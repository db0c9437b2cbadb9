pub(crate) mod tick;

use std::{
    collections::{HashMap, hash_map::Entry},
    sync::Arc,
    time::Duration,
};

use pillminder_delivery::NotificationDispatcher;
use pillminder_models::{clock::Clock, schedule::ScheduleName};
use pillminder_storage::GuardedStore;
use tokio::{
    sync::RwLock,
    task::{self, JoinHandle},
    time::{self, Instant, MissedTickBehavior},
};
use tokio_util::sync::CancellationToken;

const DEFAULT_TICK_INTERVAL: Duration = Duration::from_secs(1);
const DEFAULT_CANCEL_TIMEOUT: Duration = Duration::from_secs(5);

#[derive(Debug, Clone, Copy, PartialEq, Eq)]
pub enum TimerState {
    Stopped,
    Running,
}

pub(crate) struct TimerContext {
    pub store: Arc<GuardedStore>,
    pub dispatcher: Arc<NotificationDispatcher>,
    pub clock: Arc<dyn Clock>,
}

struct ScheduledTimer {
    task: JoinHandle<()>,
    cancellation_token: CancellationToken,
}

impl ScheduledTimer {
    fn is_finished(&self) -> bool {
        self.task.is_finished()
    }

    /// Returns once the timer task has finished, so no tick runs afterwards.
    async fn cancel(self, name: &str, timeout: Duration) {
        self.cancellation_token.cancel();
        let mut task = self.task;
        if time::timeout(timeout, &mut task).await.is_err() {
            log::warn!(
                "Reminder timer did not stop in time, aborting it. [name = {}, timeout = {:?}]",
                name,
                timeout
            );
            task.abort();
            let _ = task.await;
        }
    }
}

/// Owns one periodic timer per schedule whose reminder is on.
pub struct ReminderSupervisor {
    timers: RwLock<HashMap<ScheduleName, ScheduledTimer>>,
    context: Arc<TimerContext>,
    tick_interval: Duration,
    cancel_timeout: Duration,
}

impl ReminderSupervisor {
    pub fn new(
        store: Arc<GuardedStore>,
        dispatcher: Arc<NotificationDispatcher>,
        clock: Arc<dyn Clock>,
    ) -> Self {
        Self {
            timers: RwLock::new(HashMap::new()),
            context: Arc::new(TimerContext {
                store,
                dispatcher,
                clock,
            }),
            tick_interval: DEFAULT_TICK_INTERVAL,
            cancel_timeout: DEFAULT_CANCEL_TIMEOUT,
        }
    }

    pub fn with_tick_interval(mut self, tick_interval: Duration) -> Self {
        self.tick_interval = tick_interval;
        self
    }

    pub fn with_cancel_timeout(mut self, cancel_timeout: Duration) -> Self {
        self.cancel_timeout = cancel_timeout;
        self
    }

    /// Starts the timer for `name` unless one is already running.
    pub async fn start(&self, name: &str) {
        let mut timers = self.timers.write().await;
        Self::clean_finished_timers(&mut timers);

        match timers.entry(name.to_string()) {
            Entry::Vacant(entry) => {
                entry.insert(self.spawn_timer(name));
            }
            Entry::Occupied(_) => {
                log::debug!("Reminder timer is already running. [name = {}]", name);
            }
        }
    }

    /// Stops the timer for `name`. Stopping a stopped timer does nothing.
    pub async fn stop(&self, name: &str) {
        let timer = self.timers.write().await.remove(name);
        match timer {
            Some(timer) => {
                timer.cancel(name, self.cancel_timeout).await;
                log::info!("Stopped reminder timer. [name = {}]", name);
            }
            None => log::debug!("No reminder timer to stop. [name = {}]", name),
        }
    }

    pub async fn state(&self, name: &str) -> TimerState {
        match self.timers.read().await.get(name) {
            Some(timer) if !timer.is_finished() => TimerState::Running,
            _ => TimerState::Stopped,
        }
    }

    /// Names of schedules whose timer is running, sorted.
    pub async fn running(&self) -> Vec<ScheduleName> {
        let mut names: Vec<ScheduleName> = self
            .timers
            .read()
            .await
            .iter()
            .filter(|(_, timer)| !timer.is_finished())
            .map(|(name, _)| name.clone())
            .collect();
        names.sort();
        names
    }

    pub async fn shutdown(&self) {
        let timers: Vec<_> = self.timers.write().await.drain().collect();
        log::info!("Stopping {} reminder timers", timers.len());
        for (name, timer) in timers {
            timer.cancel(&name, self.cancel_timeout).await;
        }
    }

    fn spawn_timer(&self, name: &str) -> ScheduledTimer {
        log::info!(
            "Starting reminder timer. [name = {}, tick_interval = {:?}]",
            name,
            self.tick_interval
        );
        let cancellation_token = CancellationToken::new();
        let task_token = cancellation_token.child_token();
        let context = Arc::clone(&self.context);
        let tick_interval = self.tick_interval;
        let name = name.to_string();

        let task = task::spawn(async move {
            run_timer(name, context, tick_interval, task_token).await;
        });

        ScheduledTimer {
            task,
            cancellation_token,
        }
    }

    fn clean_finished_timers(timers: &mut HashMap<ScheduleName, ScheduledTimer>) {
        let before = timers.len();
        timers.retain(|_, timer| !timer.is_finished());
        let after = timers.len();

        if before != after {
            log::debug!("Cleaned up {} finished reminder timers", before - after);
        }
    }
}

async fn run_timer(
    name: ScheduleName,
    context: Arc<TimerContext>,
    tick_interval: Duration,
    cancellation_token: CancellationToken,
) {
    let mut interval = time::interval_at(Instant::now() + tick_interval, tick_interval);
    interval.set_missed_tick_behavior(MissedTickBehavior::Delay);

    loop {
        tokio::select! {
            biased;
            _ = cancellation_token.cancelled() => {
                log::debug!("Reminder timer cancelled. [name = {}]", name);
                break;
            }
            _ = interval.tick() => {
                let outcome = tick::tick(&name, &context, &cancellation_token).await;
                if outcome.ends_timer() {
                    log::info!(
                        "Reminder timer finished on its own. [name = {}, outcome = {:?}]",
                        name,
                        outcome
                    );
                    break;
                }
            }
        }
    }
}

WORK INSTRUCTIONS = Tally the lines of the preceding listing in which the word "TimerState" appears; state nothing but the total.

EXERCISE SOLUTION = 4